Worse yet, the stupid "PCZ80" IC screws with the GPU clock signal. After looking at it on my oscilloscope, it seems to introduce interrupts which slow down the graphics further!
I suppose all this was necessary to make it PAL compatible, but no PAL region games were ever released. Not even the Blazing Lasers ROM for the pack-in was changed for the PAL console.
I have tried some things so far:
- First thing I did to my test system was remove the CXA1145P and PCZ80 ICs and replace them with sockets. I also replaced the 7805 regulator with a switching regulator so I wouldn't need the heatsink attached during testing.
First experiment involved converting the CXA1145P into NTSC mode. Using the data sheet, I added on a clock circuit to generate the 3.57MHz color subcarrier and jumpered the NTSC / PAL selector pin to 5v.

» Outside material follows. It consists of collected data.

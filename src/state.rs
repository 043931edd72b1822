use crate::error::Error;
use std::sync::Arc;
use tokio::sync::watch;

/// The single process-wide connection state
#[derive(Debug, Clone, Default)]
pub enum ConnectionState {
    /// Never connected, or reset
    #[default]
    Idle,
    /// Connect requested, handshake in progress
    Connecting,
    /// Socket is open
    Connected,
    /// Peer initiated close
    Closing,
    /// Socket closed cleanly
    Closed,
    /// Socket failed
    Error(Arc<Error>),
}

impl ConnectionState {
    /// True iff a new connect attempt is currently permitted
    pub fn can_connect(&self) -> bool {
        matches!(
            self,
            ConnectionState::Idle | ConnectionState::Closed | ConnectionState::Error(_)
        )
    }
}

/// Holds the current connection state and publishes changes to observers.
///
/// `update` is an unconditional overwrite; transition legality is enforced
/// by the callers (the multiplexer's driver task).
#[derive(Debug)]
pub(crate) struct StateTracker {
    tx: watch::Sender<ConnectionState>,
}

impl StateTracker {
    pub fn new() -> Self {
        let (tx, _rx) = watch::channel(ConnectionState::Idle);
        Self { tx }
    }

    pub fn update(&self, state: ConnectionState) {
        self.tx.send_replace(state);
    }

    pub fn current(&self) -> ConnectionState {
        self.tx.borrow().clone()
    }

    pub fn can_connect(&self) -> bool {
        self.tx.borrow().can_connect()
    }

    pub fn subscribe(&self) -> watch::Receiver<ConnectionState> {
        self.tx.subscribe()
    }
}
impl<T: Transport> SocketMultiplexer<T> {
    pub fn new(transport: T) -> Self {
        Self::with_config(transport, MuxConfig::default())
    }

    pub fn with_config(transport: T, config: MuxConfig) -> Self {
        let (event_tx, event_rx) = mpsc::unbounded_channel();
        let state = Arc::new(StateTracker::new());
        let metrics = Arc::new(Metrics::new());
        let cell = Arc::new(TransportCell::new());
        let registry = Arc::new(SubscriptionRegistry::new(
            cell.clone(),
            metrics.clone(),
            config.channel_capacity,
        ));
        let driver = Driver {
            transport,
            scheduler: ReconnectScheduler::new(config.reconnect),
            state: state.clone(),
            registry: registry.clone(),
            router: MessageRouter::new(registry.clone(), metrics.clone()),
            cell,
            metrics: metrics.clone(),
            event_tx: event_tx.clone(),
        };
        Self {
            event_tx,
            registry,
            state,
            metrics,
            driver: tokio::spawn(driver.run(event_rx)),
            _transport: PhantomData,
        }
    }

    /// Request a connection. Ignored unless the current state permits a new
    /// attempt (idle, closed, or errored).
    pub fn connect(&self) {
        let _ = self.event_tx.send(MuxEvent::Connect);
    }

    /// Request a manual disconnect. Cancels any pending reconnect and closes
    /// the socket with code 1000. Subscriptions are kept and will be
    /// re-sent on the next connection.
    pub fn disconnect(&self) {
        let _ = self.event_tx.send(MuxEvent::Disconnect);
    }

    /// Subscribe with an explicit payload decoder. Payloads are nullable:
    /// wire nulls arrive as `None`.
    ///
    /// Dropping the returned [`Subscription`] does not count as leaving;
    /// call [`unsubscribe`](Self::unsubscribe) with the same pair.
    pub async fn subscribe<P: Send + Sync + 'static>(
        &self,
        pair: &RequestPair,
        decoder: ResponseDecoder<P>,
    ) -> Subscription<P> {
        let rx = self
            .registry
            .add(pair.subscribe().clone(), decoder.erased())
            .await;
        Subscription::new(rx)
    }

    /// Subscribe with the default serde decode for `P`
    pub async fn subscribe_json<P: DeserializeOwned + Send + Sync + 'static>(
        &self,
        pair: &RequestPair,
    ) -> Subscription<P> {
        self.subscribe(pair, ResponseDecoder::json()).await
    }

    /// Subscribe, skipping null payloads instead of delivering them
    pub async fn subscribe_not_null<P: Send + Sync + 'static>(
        &self,
        pair: &RequestPair,
        decoder: ResponseDecoder<P>,
    ) -> SubscriptionNotNull<P> {
        SubscriptionNotNull::new(self.subscribe(pair, decoder).await)
    }

    /// [`subscribe_not_null`](Self::subscribe_not_null) with the default
    /// serde decode for `P`
    pub async fn subscribe_not_null_json<P: DeserializeOwned + Send + Sync + 'static>(
        &self,
        pair: &RequestPair,
    ) -> SubscriptionNotNull<P> {
        SubscriptionNotNull::new(self.subscribe_json(pair).await)
    }

    /// Drop one logical subscriber for `pair`. When the last one leaves, the
    /// unsubscribe frame is sent and the entry is removed.
    pub async fn unsubscribe(&self, pair: &RequestPair) {
        self.registry.remove(pair).await;
    }

    /// Current connection state
    pub fn state(&self) -> ConnectionState {
        self.state.current()
    }

    /// Watch connection state transitions
    pub fn state_changes(&self) -> watch::Receiver<ConnectionState> {
        self.state.subscribe()
    }

    pub fn metrics(&self) -> &Metrics {
        &self.metrics
    }
}

impl<T: Transport> Drop for SocketMultiplexer<T> {
    fn drop(&mut self) {
        self.driver.abort();
    }
}

/// The single consumer of the event queue. Owns the transport and the
/// reconnect scheduler outright, so neither needs locking.
struct Driver<T: Transport> {
    transport: T,
    scheduler: ReconnectScheduler,
    state: Arc<StateTracker>,
    registry: Arc<SubscriptionRegistry>,
    router: MessageRouter,
    cell: Arc<TransportCell>,
    metrics: Arc<Metrics>,
    event_tx: mpsc::UnboundedSender<MuxEvent>,
}

impl<T: Transport> Driver<T> {
    async fn run(mut self, mut events: mpsc::UnboundedReceiver<MuxEvent>) {
        while let Some(event) = events.recv().await {
            self.handle(event).await;
        }
    }

    async fn handle(&mut self, event: MuxEvent) {
        match event {
            MuxEvent::Connect => {
                if !self.state.can_connect() {
                    debug!(state = ?self.state.current(), "connect ignored");
                    return;
                }
                self.open_socket();
            }
            MuxEvent::Reconnect => {
                if !self.state.can_connect() {
                    debug!(state = ?self.state.current(), "reconnect ignored");
                    return;
                }
                self.metrics.record_reconnection();
                info!("reconnecting");
                self.open_socket();
            }
            MuxEvent::Disconnect => {
                info!("manual disconnect");
                self.scheduler.cancel();
                self.cell.close(1000, "manual disconnect");
            }
            MuxEvent::Transport(TransportEvent::Opened) => {
                info!("socket opened");
                self.state.update(ConnectionState::Connected);
                self.metrics.record_connection();
                self.scheduler.on_connected();
                self.registry.on_socket_connected().await;
            }
            MuxEvent::Transport(TransportEvent::Closing { code, reason }) => {
                debug!(code, %reason, "socket closing");
                self.state.update(ConnectionState::Closing);
            }
            MuxEvent::Transport(TransportEvent::Closed { code, reason }) => {
                info!(code, %reason, "socket closed");
                self.cell.release();
                self.registry.on_socket_disconnected().await;
                self.state.update(ConnectionState::Closed);
            }
            MuxEvent::Transport(TransportEvent::Failed(error)) => {
                warn!(%error, "socket failed");
                self.metrics.record_error();
                self.cell.release();
                self.registry.on_socket_disconnected().await;
                self.state.update(ConnectionState::Error(Arc::new(error)));
                let tx = self.event_tx.clone();
                self.scheduler.start(move || {
                    let _ = tx.send(MuxEvent::Reconnect);
                });
            }
            MuxEvent::Transport(TransportEvent::Message(text)) => {
                self.router.handle(&text).await;
            }
        }
    }

    fn open_socket(&mut self) {
        self.state.update(ConnectionState::Connecting);
        let tx = self.event_tx.clone();
        let sink = EventSink::new(move |event| {
            let _ = tx.send(MuxEvent::Transport(event));
        });
        let handle = self.transport.connect(sink);
        self.cell.set(Arc::new(handle));
    }
}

There was video on my CRT, but it looked like ass. It had black bars top and bottom and was fairly blurry, but there was color. I connected it to the LCD TV and it was all jacked up. No color, weird pixillation of solid areas, bad signal.
Second experiment involved changing the original system's 21.32825 MHz crystal with a 21.47727MHz one. This gave the CPU the clock speed it was designed for and fixed the sound issue. Still had slowdown in the graphics though.
Third experiment involved removing the GPU's clock signal provided by that cursed PCZ80 chip, and tapping it off the CPU's clock. This completely screwed up the sync of the image. I think I am getting closer though.
Fix one problem, find another. Fix that problem find another, etc. Eventually you fix all the problems.
Fourth experiment results to follow.
I'm working on some PCBs to help with the mod and testing. The key here will be undoing everything that wretched PCZ80 chip does.
As part of the project, I designed an update to my RGB to composite & s-video converter, v1.2. It's very small and uses the BH7236AF. It also has pins to work with Viletim's component video add-on designed for the NESRGB.
I hope to get some good full screen RGB video out of the PAL Turbografx that I can feed into this converter and get some nice RGB, s-video, and composite video. This will also work with many different game systems and vintage computers as well.